Smart homes are distributed systems that should provide reliable home automation services. Distributed controllers have been used to improve the reliability of smart homes. However, despite the redundancy in controllers, the reliability of smart homes is hindered by the unreliable network infrastructure comprising home Wi-Fi and low-power wireless networks. As a result, smart homes cannot be trusted with much more than casual automation to date. This dissertation identifies the limitations of traditional fault-tolerant approaches that require inter-controller coordination over an unreliable network infrastructure. A new class of decentralized control paradigm named Banyan, with fully autonomous controllers, is introduced by this dissertation. The dissertation also presents a new coordination-less universal idempotent scheme that prevents duplicate actuation. Under a realistic system model for smart homes, it is proved that reliable, consistent, timely control decisions are made in a decentralized unison.
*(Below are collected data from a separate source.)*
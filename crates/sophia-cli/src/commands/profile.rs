use std::collections::BTreeMap;

use chrono::{DateTime, Utc};
use serde::Serialize;
use sophia_core::entities::{ActivityEntry, User};
use sophia_core::enums::Activity;

use crate::cli::GlobalFlags;
use crate::cli::root_commands::ProfileArgs;
use crate::context::AppContext;
use crate::output::output;

#[derive(Serialize)]
struct ProfileResponse {
    username: String,
    email: String,
    member_since: DateTime<Utc>,
    total_points: i64,
    snippets: u64,
    collections: u64,
    activity: BTreeMap<Activity, u64>,
    badges: Vec<EarnedBadge>,
    recent_activity: Vec<ActivityEntry>,
}

#[derive(Serialize)]
struct EarnedBadge {
    slug: String,
    name: String,
    icon: Option<String>,
    awarded_at: DateTime<Utc>,
}

/// Handle `sophia profile`.
pub async fn handle(
    args: &ProfileArgs,
    ctx: &AppContext,
    user: &User,
    flags: &GlobalFlags,
) -> anyhow::Result<()> {
    let profile = ctx.service.user_profile(&user.id).await?;
    let recent_activity = ctx.service.recent_activity(&user.id, args.activity).await?;

    let badges = profile
        .badges
        .into_iter()
        .map(|awarded| EarnedBadge {
            slug: awarded.badge.slug,
            name: awarded.badge.name,
            icon: awarded.badge.icon,
            awarded_at: awarded.awarded_at,
        })
        .collect();

    output(
        &ProfileResponse {
            username: profile.user.username,
            email: profile.user.email,
            member_since: profile.user.created_at,
            total_points: profile.total_points,
            snippets: profile.snippet_count,
            collections: profile.collection_count,
            activity: profile.stats.counts,
            badges,
            recent_activity,
        },
        flags.format,
    )
}
//! Service layer: the database handle plus the settings repositories need.
//!
//! `SophiaService` wraps `SophiaDb` with the auth settings (secret key,
//! hashing cost, session lifetimes) and the points table. All repo methods are
//! implemented as `impl SophiaService` blocks in [`crate::repos`].

use sophia_config::{AuthConfig, SophiaConfig};
use sophia_core::gamification::PointsTable;

use crate::SophiaDb;
use crate::error::DatabaseError;

pub struct SophiaService {
    db: SophiaDb,
    auth: AuthConfig,
    points: PointsTable,
}

impl SophiaService {
    /// Open a local database and seed the configured badge definitions.
    ///
    /// # Arguments
    ///
    /// * `db_path`: Path to the libSQL database file, or `":memory:"` for tests.
    /// * `config`: Loaded configuration; `auth` and `gamification` are used.
    ///
    /// # Errors
    ///
    /// Returns `DatabaseError` if the database cannot be opened or a badge
    /// definition is invalid.
    pub async fn new_local(db_path: &str, config: &SophiaConfig) -> Result<Self, DatabaseError> {
        let db = SophiaDb::open_local(db_path).await?;
        let svc = Self::from_db(db, config.auth.clone(), config.gamification.points);
        svc.sync_badges(&config.gamification.badges).await?;
        Ok(svc)
    }

    /// Create from an existing `SophiaDb` (for testing).
    #[must_use]
    pub const fn from_db(db: SophiaDb, auth: AuthConfig, points: PointsTable) -> Self {
        Self { db, auth, points }
    }

    /// Access the underlying database handle.
    #[must_use]
    pub const fn db(&self) -> &SophiaDb {
        &self.db
    }

    #[must_use]
    pub const fn auth(&self) -> &AuthConfig {
        &self.auth
    }

    #[must_use]
    pub const fn points(&self) -> &PointsTable {
        &self.points
    }
}
use chrono::{DateTime, Utc};
use serde::{Deserialize, Serialize};

/// A badge definition. `criteria` uses the grammar parsed by
/// [`crate::gamification::BadgeCriteria`].
#[derive(Debug, Clone, Serialize, Deserialize, PartialEq, Eq)]
pub struct Badge {
    pub slug: String,
    pub name: String,
    pub description: String,
    pub criteria: String,
    #[serde(default)]
    pub icon: Option<String>,
}

/// A badge held by a user.
#[derive(Debug, Clone, Serialize, Deserialize, PartialEq, Eq)]
pub struct AwardedBadge {
    pub badge: Badge,
    pub awarded_at: DateTime<Utc>,
}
This paradigm’s first test bed implementation is presented in the smart home context. Multiple controllers may contribute to running automation scripts at opportune points during their run and control flows among the controllers to enhance reliability and availability while maintaining consistency. This dissertation concludes with simulation and empirical results that demonstrate the capability of Banyan to support reliable automation in the presence of unreliable networks in the smart home.